MA 410 - Differential Geometry

MA 410 - Differential Geometry

This course is an introduction to the geometry of curves and surfaces. Topics include tangent vectors, tangent bundles, directional derivatives, differential forms, Euclidean geometry and calculus on surfaces, Gaussian curvatures, Riemannian geometry, and geodesics.

Prerequisites:    MA 227

Course Objectives

This one-semester course introduces to student major ideas of differential geometry and its applications to physics. Upon completion of this course students will have knowledge of the geometry of curves and surfaces, understand how calculus, topology and linear algebra contribute to studying geometrical objects, will be able to solve typical problems associated with this theory, and will be able to use standard software to visualize curves and surfaces and to perform standard calculations.

Learning Outcomes

  1. Vector and Euclidean spaces: Understand the following concepts: finite dimensional vector space over the field of real numbers, n-dimensional Euclidean space, norm, scalar and vector products, orthogonally. Demonstrate ability to operate with scalar and vector products in Euclidean spaces. Be able to produce norm induced by a scalar product and metric induced by a norm.
  2. Linear transformations: Understand the following concepts: linear mapping and linear form in finite dimensional vector spaces, rank of a linear mapping, and isomorphism.
  3. Topology: Be familiar with the following concepts of topological spaces, open and closed sets, injective, subjective, bijective, open, closed and continuous functions, homeomorphism and diffeomorphism.
  4. Curves in n-dimensional Euclidean space: Understand the definition of the regular curve, vector field along the curve. Know how to derive the formula for the length of a curve. Be able to operate with parametric and nonparametric forms of a curve, parameterize a curve by arc length.
  5. Frenet frame: Know the definitions of tangent, normal and binormal vector, curvature, curvature radius, and torsion.
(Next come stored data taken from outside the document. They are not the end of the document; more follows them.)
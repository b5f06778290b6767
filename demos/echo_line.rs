//! Echo every line typed until end of input.
//!
//! Run with `cargo run --example echo_line`. Set `LINEKIT_DEBUG=1` to log
//! the editor's key dispatch to `/tmp/linekit-debug.log`, and
//! `LINEKIT_SCREEN_WIDTH` / `COLUMNS` to change the window size.

use linekit::prelude::*;

fn main() {
    init_debug_logging();

    let config = match EditorConfig::from_env() {
        Ok(config) => config,
        Err(e) => {
            eprintln!("Error: {e}");
            std::process::exit(1);
        }
    };

    let history_path = std::env::temp_dir().join("linekit-echo-history");
    let mut editor = match LineEditor::builder()
        .with_config(config)
        .with_history_file(&history_path)
        .with_commit_hook(|line: &mut String| {
            let trimmed = line.trim_end().len();
            (trimmed < line.len()).then(|| {
                line.truncate(trimmed);
                trimmed
            })
        })
        .build()
    {
        Ok(editor) => editor,
        Err(e) => {
            eprintln!("Failed to start line editor: {e}");
            std::process::exit(1);
        }
    };

    println!("Type a line and press Enter. Ctrl-D on an empty line quits.");
    loop {
        match editor.read_line("$ ") {
            Ok(line) if line.is_empty() => break,
            Ok(line) => print!("{line}"),
            Err(EditError::Overflow { partial, capacity }) => {
                eprintln!("line longer than {capacity} characters, discarded: {partial}");
            }
            Err(e) => {
                eprintln!("Error: {e}");
                break;
            }
        }
    }

    if let Err(e) = editor.save_history() {
        eprintln!("Failed to save history to {}: {e}", history_path.display());
    }
}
Be able to solve standard problems concerning motion of particles in space.
  6. Computer visualization of curves: Be able to use Mathematics to visualize plane and space curves with different parametrizations.
  7. Surfaces in n-dimensional Euclidean space: Be familiar with the following concepts: tangent vectors to n-dimensional Euclidean space, k-dimensional surface, local chart and atlas of a surface, smooth k-dimensional surface, surface parametrization, oriented Euclidean space, orienting atlas of a surface, orientable and non-orientable surface, boundary of a surface and its orientation.
  8. Area of a surface in Euclidean space:  Be familiar with the formula for an area of a k-dimensional smooth surface. For any given smooth surface in three-dimensional space be able to calculate the area for a given surface and to visualize the surface using appropriate software.
  9. Elements of multilinear algebra: Understand the concepts of bilinear mapping, alternating multilinear mapping, tensor product of vector spaces, external product of vector spaces.
  10. Differential forms: Be familiar with the following concepts: real-valued differential p-form, differential form defined on a smooth surface, exterior differentiation of a differential from, work form of a vector field F, flux form of a vector field V in a domain D. Be able to write coordinate expressions of differential forms and transform it under a mapping.
  11. Integral of differential form: Know the definitions of the integral of a k-form w over a given chart of a smooth k-dimensional surface and of the integral of a form over an oriented surface. Be able to apply this definition to find the work of a field and a flux across the surface. Understand that the area of a surface can be considered as the integral of a form, be able to write the volume element of an oriented smooth surface in Cartesian coordinates and apply it to determining the mass of a surface whose density is known.
  12. Fundamental theorems: Be familiar with Green’s Theorem, the Gauss-Ostrogradskii formula, and Stokes’ theorem and the following operators of vector analysis: grad, curl, div. and nabla.
  13. The Gauss-Bonnet theorem for surfaces: Be familiar with this theorem and its applications to vector fields on surfaces.

 

Textbooks

Do Carmo, Manfredo, Differential Geometry of Curves and Surfaces, Prentice Hall.

O'Neill, Barrett, Elementary Differential Geometry

Gray, Alfred, Elsa Abbena, and Simon Salamon, Modern Differential Geometry of Curves and Surfaces with Mathematica.

Zorich, Vladimir, Mathematical Analysis II  (for topics in differential forms).

Dugundji, James, Topology.

Zamansky, M., Linear Algebra and Analysis.